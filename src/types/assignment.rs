use super::{Day, Slot, StreamId, StreamType, WeekType};
use serde::{Deserialize, Serialize};
use std::fmt;

/// A stream placed at a concrete (day, slot, room, week-type) position.
///
/// Multi-hour placements emit one `Assignment` per hour in consecutive
/// slots, all sharing day, room and week type.
#[derive(Debug, Clone, PartialEq, Serialize, Deserialize)]
pub struct Assignment {
    pub stream_id: StreamId,
    pub subject: String,
    pub stream_type: StreamType,
    pub instructor: String,
    pub groups: Vec<String>,
    pub student_count: u32,
    pub day: Day,
    pub slot: Slot,
    pub room: String,
    pub room_address: String,
    pub week_type: WeekType,
}

/// Reason a stream could not be placed, drawn from a closed set so
/// downstream tooling can key retry strategies on it
#[derive(Debug, Clone, Copy, PartialEq, Eq, Hash, Serialize, Deserialize)]
#[serde(rename_all = "snake_case")]
pub enum UnscheduledReason {
    NoRoomAvailable,
    NoSlotAvailable,
    InstructorConflict,
    GroupConflict,
    InstructorUnavailable,
    ShiftConflict,
    BuildingGapRequired,
    SubjectDailyLimitExceeded,
    DailyLoadExceeded,
    MaxWindowsExceeded,
    InstructorDayConstraint,
    SubgroupPairingFailed,
    NoConsecutiveSlots,
    AllSlotsExhausted,
    Infeasible,
    SolverTimeout,
    Unknown,
}

impl UnscheduledReason {
    pub fn as_str(&self) -> &'static str {
        match self {
            UnscheduledReason::NoRoomAvailable => "no_room_available",
            UnscheduledReason::NoSlotAvailable => "no_slot_available",
            UnscheduledReason::InstructorConflict => "instructor_conflict",
            UnscheduledReason::GroupConflict => "group_conflict",
            UnscheduledReason::InstructorUnavailable => "instructor_unavailable",
            UnscheduledReason::ShiftConflict => "shift_conflict",
            UnscheduledReason::BuildingGapRequired => "building_gap_required",
            UnscheduledReason::SubjectDailyLimitExceeded => "subject_daily_limit_exceeded",
            UnscheduledReason::DailyLoadExceeded => "daily_load_exceeded",
            UnscheduledReason::MaxWindowsExceeded => "max_windows_exceeded",
            UnscheduledReason::InstructorDayConstraint => "instructor_day_constraint",
            UnscheduledReason::SubgroupPairingFailed => "subgroup_pairing_failed",
            UnscheduledReason::NoConsecutiveSlots => "no_consecutive_slots",
            UnscheduledReason::AllSlotsExhausted => "all_slots_exhausted",
            UnscheduledReason::Infeasible => "infeasible",
            UnscheduledReason::SolverTimeout => "solver_timeout",
            UnscheduledReason::Unknown => "unknown",
        }
    }

    /// Retry priority for the stage-7 unscheduled queue; lower runs first
    pub fn retry_priority(&self) -> u8 {
        match self {
            UnscheduledReason::BuildingGapRequired => 1,
            UnscheduledReason::SubjectDailyLimitExceeded => 2,
            UnscheduledReason::GroupConflict => 3,
            UnscheduledReason::InstructorConflict => 4,
            UnscheduledReason::NoRoomAvailable => 5,
            UnscheduledReason::AllSlotsExhausted => 6,
            UnscheduledReason::InstructorUnavailable => 7,
            UnscheduledReason::DailyLoadExceeded => 8,
            UnscheduledReason::MaxWindowsExceeded => 9,
            UnscheduledReason::SubgroupPairingFailed => 10,
            _ => 100,
        }
    }
}

impl fmt::Display for UnscheduledReason {
    fn fmt(&self, f: &mut fmt::Formatter<'_>) -> fmt::Result {
        write!(f, "{}", self.as_str())
    }
}

/// A stream the pipeline could not place, with a structured reason and a
/// free-form detail string naming the offending resource and position
#[derive(Debug, Clone, Serialize, Deserialize)]
pub struct UnscheduledStream {
    pub stream_id: StreamId,
    pub subject: String,
    pub stream_type: StreamType,
    pub instructor: String,
    pub groups: Vec<String>,
    pub student_count: u32,
    pub reason: UnscheduledReason,
    pub details: String,
}

impl UnscheduledStream {
    /// Build an unscheduled record from a stream and a failure
    pub fn from_stream(
        stream: &super::Stream,
        reason: UnscheduledReason,
        details: impl Into<String>,
    ) -> Self {
        Self {
            stream_id: stream.id.clone(),
            subject: stream.subject.clone(),
            stream_type: stream.stream_type,
            instructor: stream.instructor.clone(),
            groups: stream.groups.clone(),
            student_count: stream.student_count,
            reason,
            details: details.into(),
        }
    }
}
use super::PipelineState;
use crate::types::{ComplexityWeights, Day, Shift, Stream, WeekType};

/// Context a stage gathers before scoring one stream
#[derive(Debug, Clone, Copy, Default)]
pub struct ScoreInputs {
    /// Hours the instructor already has on the board
    pub instructor_load: u32,
    /// Free (day, slot) positions left for the stream's groups
    pub group_available_slots: u32,
    /// Subject or instructor restricts the room choice
    pub has_room_constraint: bool,
    /// Subject accepts any weekday (e.g. physical education)
    pub is_flexible: bool,
}

/// Complexity score used to order streams inside a stage, largest first:
///
/// `score = a*students + b*hours + c*instructor_load + d*room_constraint
///          + e*(1/(available_slots+1)) - f*flexible`
///
/// Larger streams, multi-hour streams, overbooked instructors,
/// room-constrained subjects and tight group calendars go first; flexible
/// subjects go last. The weights are tunable; the ordering they induce is
/// what matters.
pub fn complexity_score(
    stream: &Stream,
    weights: &ComplexityWeights,
    inputs: ScoreInputs,
) -> f64 {
    let mut score = weights.student_count * stream.student_count as f64
        + weights.hours * stream.max_hours() as f64
        + weights.instructor_load * inputs.instructor_load as f64
        + weights.tight_calendar / (inputs.group_available_slots as f64 + 1.0);
    if inputs.has_room_constraint {
        score += weights.room_constraint;
    }
    if inputs.is_flexible {
        score -= weights.flexible;
    }
    score
}

/// Free positions a group has left on the given days within a shift
pub fn group_available_slots(
    state: &PipelineState,
    group: &str,
    days: &[Day],
    shift: Shift,
) -> u32 {
    let groups = [group.to_string()];
    let mut free = 0;
    for day in days {
        for &slot in shift.slots() {
            if state
                .conflicts
                .are_groups_available(&groups, *day, slot, WeekType::Both)
            {
                free += 1;
            }
        }
    }
    free
}

#[cfg(test)]
mod tests {
    use super::*;
    use crate::types::{StreamHours, StreamId, StreamType};

    fn stream(count: u32, hours: u8) -> Stream {
        Stream {
            id: StreamId("s".to_string()),
            subject: "Subj".to_string(),
            stream_type: StreamType::Lecture,
            instructor: "Иванов И.И.".to_string(),
            language: String::new(),
            groups: vec!["АРХ-21 О".to_string()],
            student_count: count,
            hours: StreamHours { odd: hours, even: hours },
            is_subgroup: false,
            is_implicit_subgroup: false,
            paired_stream_id: None,
        }
    }

    #[test]
    fn test_larger_streams_score_higher() {
        let w = ComplexityWeights::default();
        let big = complexity_score(&stream(120, 1), &w, ScoreInputs::default());
        let small = complexity_score(&stream(15, 1), &w, ScoreInputs::default());
        assert!(big > small);
    }

    #[test]
    fn test_room_constraint_raises_priority() {
        let w = ComplexityWeights::default();
        let constrained = complexity_score(
            &stream(20, 1),
            &w,
            ScoreInputs {
                has_room_constraint: true,
                ..ScoreInputs::default()
            },
        );
        let free = complexity_score(&stream(20, 1), &w, ScoreInputs::default());
        assert!(constrained > free);
    }

    #[test]
    fn test_flexible_subjects_sort_last() {
        let w = ComplexityWeights::default();
        let flexible = complexity_score(
            &stream(200, 2),
            &w,
            ScoreInputs {
                is_flexible: true,
                ..ScoreInputs::default()
            },
        );
        let regular = complexity_score(&stream(10, 1), &w, ScoreInputs::default());
        assert!(flexible < regular);
    }

    #[test]
    fn test_tight_calendar_raises_priority() {
        let w = ComplexityWeights::default();
        let tight = complexity_score(
            &stream(20, 1),
            &w,
            ScoreInputs {
                group_available_slots: 1,
                ..ScoreInputs::default()
            },
        );
        let open = complexity_score(
            &stream(20, 1),
            &w,
            ScoreInputs {
                group_available_slots: 34,
                ..ScoreInputs::default()
            },
        );
        assert!(tight > open);
    }
}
········
State the number of lines above that hold the word "regular", and say nothing else.

2